The answer was not sufficient for Mr. McNamara, who said each member of the committee signed a confidentiality agreement and questioning that was an insult to each member.
As far as Mr. Groux’s interviewing town employees, Dr. Schneider said, that is what he is being paid for and what he intended to do from the beginning. She stressed this is part of the process and Mr. Groux was encouraged to conduct the interviews, because “there is some healing to do in town hall.” By giving town employees a voice, she said, it would encourage that healing to take place.
Mr. Groux, who has handled roughly 25 searches for towns throughout the commonwealth, said it is common practice for him to interview town employees one-on-one. Often, he said, they feel more comfortable sharing their views in such a setting than in front of an entire committee.
That is why he conducted 16 interviews, primarily with department heads, in recent weeks. This information, he said, helps him to understand the issues of the town and to determine whether certain candidates are a good fit for certain communities.

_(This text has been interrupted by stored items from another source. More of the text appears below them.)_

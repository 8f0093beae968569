use tracing::debug;

use crate::simulation::config::Settings;
use crate::simulation::error::{AsimError, Result};
use crate::simulation::models::choice::UtilityMatrix;
use crate::simulation::pipeline::store::TableStore;
use crate::simulation::random::RandomChannel;
use crate::simulation::table::Table;
use crate::simulation::trace::Tracer;

pub mod accessibility;
pub mod auto_ownership;
pub mod cdap;
pub mod choice;
pub mod chunk;
pub mod destination;
pub mod location_choice;
pub mod mode_choice;
pub mod scheduling;
#[cfg(test)]
pub(crate) mod test_support;
pub mod tour_frequency;
pub mod zones;

pub const ACCESSIBILITY: &str = "accessibility";
pub const TOURS: &str = "tours";
pub const TRIPS: &str = "trips";

/// The model steps of a full run, in execution order.
pub const DEFAULT_MODELS: [&str; 12] = [
    "compute_accessibility",
    "school_location_simulate",
    "workplace_location_simulate",
    "auto_ownership_simulate",
    "cdap_simulate",
    "mandatory_tour_frequency",
    "mandatory_scheduling",
    "non_mandatory_tour_frequency",
    "destination_choice",
    "non_mandatory_scheduling",
    "tour_mode_choice_simulate",
    "trip_mode_choice_simulate",
];

/// A named model step. Steps register themselves with [`register_step!`] and are looked up by
/// name when a pipeline runs its model list.
pub struct ModelStep {
    pub name: &'static str,
    pub run: fn(&mut StepContext<'_>) -> Result<()>,
}

inventory::collect!(ModelStep);

#[macro_export]
macro_rules! register_step {
    ($name:literal, $func:path) => {
        inventory::submit! {
            $crate::simulation::models::ModelStep {
                name: $name,
                run: $func,
            }
        }
    };
}

pub fn find_step(name: &str) -> Result<&'static ModelStep> {
    inventory::iter::<ModelStep>()
        .find(|s| s.name == name)
        .ok_or_else(|| AsimError::UnknownStep(name.to_string()))
}

/// What a running step sees of the pipeline: the settings, the pipeline tables, the tracer and
/// the step's random channel.
pub struct StepContext<'a> {
    step: &'static str,
    settings: &'a Settings,
    tables: &'a mut TableStore,
    tracer: &'a Tracer,
    channel: RandomChannel,
}

impl<'a> StepContext<'a> {
    pub fn new(
        step: &'static str,
        settings: &'a Settings,
        tables: &'a mut TableStore,
        tracer: &'a Tracer,
    ) -> Self {
        StepContext {
            step,
            settings,
            tables,
            tracer,
            channel: RandomChannel::new(settings.rng_base_seed, step),
        }
    }

    pub fn step_name(&self) -> &'static str {
        self.step
    }

    pub fn settings(&self) -> &Settings {
        self.settings
    }

    pub fn chunk_size(&self) -> usize {
        self.settings.chunk_size
    }

    pub fn channel(&self) -> &RandomChannel {
        &self.channel
    }

    pub fn tracer(&self) -> &Tracer {
        self.tracer
    }

    pub fn table(&self, name: &str) -> Result<&Table> {
        self.tables.get(name)
    }

    pub fn table_mut(&mut self, name: &str) -> Result<&mut Table> {
        self.tables.get_mut(name)
    }

    pub fn has_table(&self, name: &str) -> bool {
        self.tables.contains(name)
    }

    pub fn put_table(&mut self, table: Table) {
        debug!("{} stores table {} with {} rows", self.step, table.name(), table.len());
        self.tables.insert(table);
    }

    /// Checks the utilities if variability checks are switched on, then draws the choices.
    pub fn simulate(&self, utilities: &UtilityMatrix) -> Result<Vec<usize>> {
        if self.settings.check_for_variability {
            utilities.check_for_variability()?;
        }
        utilities.simulate(&self.channel)
    }

    /// Traces the traced household's rows of a table into `<step>.<table>.csv`.
    pub fn trace_rows(&self, table_name: &str, household_column: Option<&str>) -> Result<()> {
        let table = self.tables.get(table_name)?;
        self.tracer.trace_household_rows(
            &format!("{}.{table_name}.csv", self.step),
            table,
            household_column,
        )
    }
}

#[cfg(test)]
mod tests {
    use super::*;

    #[test]
    fn every_default_model_is_registered() {
        for name in DEFAULT_MODELS {
            assert_eq!(find_step(name).unwrap().name, name);
        }
        assert_eq!(inventory::iter::<ModelStep>().count(), DEFAULT_MODELS.len());
        assert!(matches!(find_step("nope"), Err(AsimError::UnknownStep(_))));
    }
}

And it also allows him to convey to candidates information and issues about the town they may one day be managing.
While Mr. Groux later shared the general results of those discussions with the board, Mr. McNamara said he was still troubled by the process. “I don’t think it’s good for you to have information the committee wouldn’t have,” he said.
Board member Paul D. Brodeur agreed, calling Mr. Groux’s interviews “an affront to this committee.”
Mr. Groux also defended the April 7 meeting, saying he was the one who convened it as he happened to be in town and wanted to discuss concerns about confidentiality with Dr. Schneider. He said those concerns have come up with every town he has worked with in the past.
Several others sided with Mr. McNamara, raising similar concerns about the lack of process being followed by Dr. Schneider and town officials. Board member Mari Jo F. Flanagan said it was “inappropriate” for Dr. Schneider to meet with Mr. Groux without other board members present.
Ms. Flynn tried to downplay any wrongdoing, stressing that “I don’t think anyone is looking to manage anything individually.”
Despite the concerns raised, Ms. Flynn said that the board has not even begun to start its most important tasks: to review resumes, interview candidates and whittle them down to four to six possibilities. “The committee still has to do the heavy lifting,” she said.
And she argued that having Mr. Groux speak with employees was not a big deal. “I wouldn’t get too worked up about it,” she said. “I think having employee input is good.”
Board member Jeffrey W. Oppenheim said he was pleased to see the discussion happening early in the process, giving the committee a chance to work through their differences now rather than later.
He emphasized the need for the board to work together in a cooperative fashion. “Although I thought we had, I’d like to see us not get too bogged down in this,” Mr. Oppenheim said. “We want a full and open process. We’ve got a big job and we don’t want to be fighting about the process.”
He, too, said the major tasks before the committee are yet to come, particularly with the board expected to review close to 70 resumes.
He suggested the board “try to put this behind us while still acknowledging maybe something inappropriate happened at some level.”
Mr. Finneran said Dr. Schneider’s meeting on April 7 raised the most suspicions, alleging that there is a faction in town that has already chosen who it wants for the next town manager.
Although the discussion got heated at times, the conflict eventually subsided as both Mr. Oppenheim and Gary W. Anderson asked the board to move forward, with all agreeing to work together and cooperatively, rather than individually as the process continues.
While the agreement seemed to be universal, not everyone may be pleased with what transpired this week as Mr. Groux’s time with the town is rumored to be short-lived. As to those rumors that he has resigned or been let go, Mr. Groux responded on Wednesday only that, “Id rather not make any statements... I have nothing to say. I can’t add anything to whatever you know.”